• **Work task**
Look through the entries below and show every line containing the word "arguments".

[Stored items from a collection]
[Start of section]

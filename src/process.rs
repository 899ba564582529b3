//! Running external inspection tools and capturing what they print.

use std::io::Write;
use std::path::Path;
use std::process::{Command, Stdio};
use std::thread;

use tracing::{debug, trace};

use crate::error::{FindStringError, Result};
use crate::types::SubprocessOutcome;

/// Run `command` with `arguments`, feeding it `input` on stdin when given.
///
/// Both output streams are drained concurrently until the child exits, so a
/// chatty child never stalls on a full pipe. Blocks until the child exits;
/// there is no timeout.
pub fn run<S: AsRef<str>>(
    command: &Path,
    arguments: &[S],
    input: Option<&[u8]>,
) -> Result<SubprocessOutcome> {
    if !command.exists() {
        return Err(FindStringError::CommandNotFound(command.to_path_buf()));
    }

    let mut cmd = Command::new(command);
    cmd.args(arguments.iter().map(|a| a.as_ref()))
        .stdout(Stdio::piped())
        .stderr(Stdio::piped())
        .stdin(if input.is_some() {
            Stdio::piped()
        } else {
            Stdio::null()
        });

    trace!(command = %command.display(), "spawning");
    let mut child = cmd.spawn()?;

    // The writer gets its own thread so a child that fills stdout before
    // consuming its input cannot deadlock against us.
    let writer = match (input, child.stdin.take()) {
        (Some(bytes), Some(mut stdin)) => {
            let bytes = bytes.to_vec();
            Some(thread::spawn(move || -> std::io::Result<()> {
                stdin.write_all(&bytes)?;
                // stdin is dropped here, closing the pipe
                Ok(())
            }))
        }
        _ => None,
    };

    let output = child.wait_with_output()?;

    if let Some(handle) = writer {
        match handle.join() {
            Ok(Err(e)) => debug!(command = %command.display(), "writing stdin failed: {}", e),
            Err(_) => debug!(command = %command.display(), "stdin writer panicked"),
            Ok(Ok(())) => {}
        }
    }

    let exit_code = output.status.code().unwrap_or(-1);
    debug!(
        command = %command.display(),
        exit_code,
        stdout_len = output.stdout.len(),
        stderr_len = output.stderr.len(),
        "command finished"
    );

    Ok(SubprocessOutcome {
        exit_code,
        stdout: output.stdout,
        stderr: output.stderr,
    })
}
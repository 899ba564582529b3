//! Mach-O images and anything else marked executable.

use std::path::Path;

use crate::config::ToolPaths;
use crate::types::Source;

use super::get_lines;

pub fn extract(tools: &ToolPaths, path: &Path, source: Source) -> Vec<String> {
    let path = path.to_string_lossy();
    let path: &str = &path;

    match source {
        Source::Strings => get_lines(&tools.strings, &[path]),
        Source::Symbols => get_lines(&tools.nm, &[path]),
        Source::ObjcMethods => get_lines(&tools.macho, &["-m", path]),
    }
}
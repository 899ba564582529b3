//! Text extraction through external inspection tools, one module per image kind.

pub mod native;
pub mod pe;

use std::path::Path;

use tracing::debug;

use crate::config::ToolPaths;
use crate::process;
use crate::types::{
    ClassifiedFile, ExtractedLine, ExtractionResult, FileKind, SearchOptions, Source,
};

/// Runs the inspection tools for classified files
#[derive(Clone, Debug)]
pub struct Extractor {
    tools: ToolPaths,
}

impl Extractor {
    pub fn new(tools: ToolPaths) -> Self {
        Self { tools }
    }

    pub fn tools(&self) -> &ToolPaths {
        &self.tools
    }

    /// Strings, then symbols, then Objective-C methods, as enabled by `options`.
    pub fn extract(&self, file: &ClassifiedFile, options: &SearchOptions) -> ExtractionResult {
        let mut sources = vec![Source::Strings];
        if options.include_symbols {
            sources.push(Source::Symbols);
        }
        if options.include_objc_methods {
            sources.push(Source::ObjcMethods);
        }

        sources
            .into_iter()
            .flat_map(|source| {
                self.lines_for(file, source)
                    .into_iter()
                    .map(move |text| ExtractedLine { source, text })
            })
            .collect()
    }

    /// Lines of a single category for `file`.
    pub fn lines_for(&self, file: &ClassifiedFile, source: Source) -> Vec<String> {
        match file.kind {
            FileKind::NativeExecutable => native::extract(&self.tools, &file.path, source),
            FileKind::WindowsPE => pe::extract(&self.tools, &file.path, source),
            FileKind::Unclassified => Vec::new(),
        }
    }
}

/// Run a tool and split its stdout into lines.
///
/// Anything short of a clean exit with UTF-8 output yields no lines.
pub fn get_lines(command: &Path, arguments: &[&str]) -> Vec<String> {
    let outcome = match process::run(command, arguments, None) {
        Ok(outcome) => outcome,
        Err(e) => {
            debug!(command = %command.display(), "extraction skipped: {}", e);
            return Vec::new();
        }
    };

    if !outcome.success() {
        debug!(
            command = %command.display(),
            exit_code = outcome.exit_code,
            stderr = %String::from_utf8_lossy(&outcome.stderr).trim(),
            "extraction failed"
        );
        return Vec::new();
    }

    match String::from_utf8(outcome.stdout) {
        Ok(text) => text
            .lines()
            .flat_map(|line| line.split('\r'))
            .map(str::to_owned)
            .collect(),
        Err(e) => {
            debug!(command = %command.display(), "output is not UTF-8: {}", e);
            Vec::new()
        }
    }
}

[End of section]

• **Solution to this task**
/// Run `command` with `arguments`, feeding it `input` on stdin when given.
    arguments: &[S],
    cmd.args(arguments.iter().map(|a| a.as_ref()))
pub fn get_lines(command: &Path, arguments: &[&str]) -> Vec<String> {
    let outcome = match process::run(command, arguments, None) {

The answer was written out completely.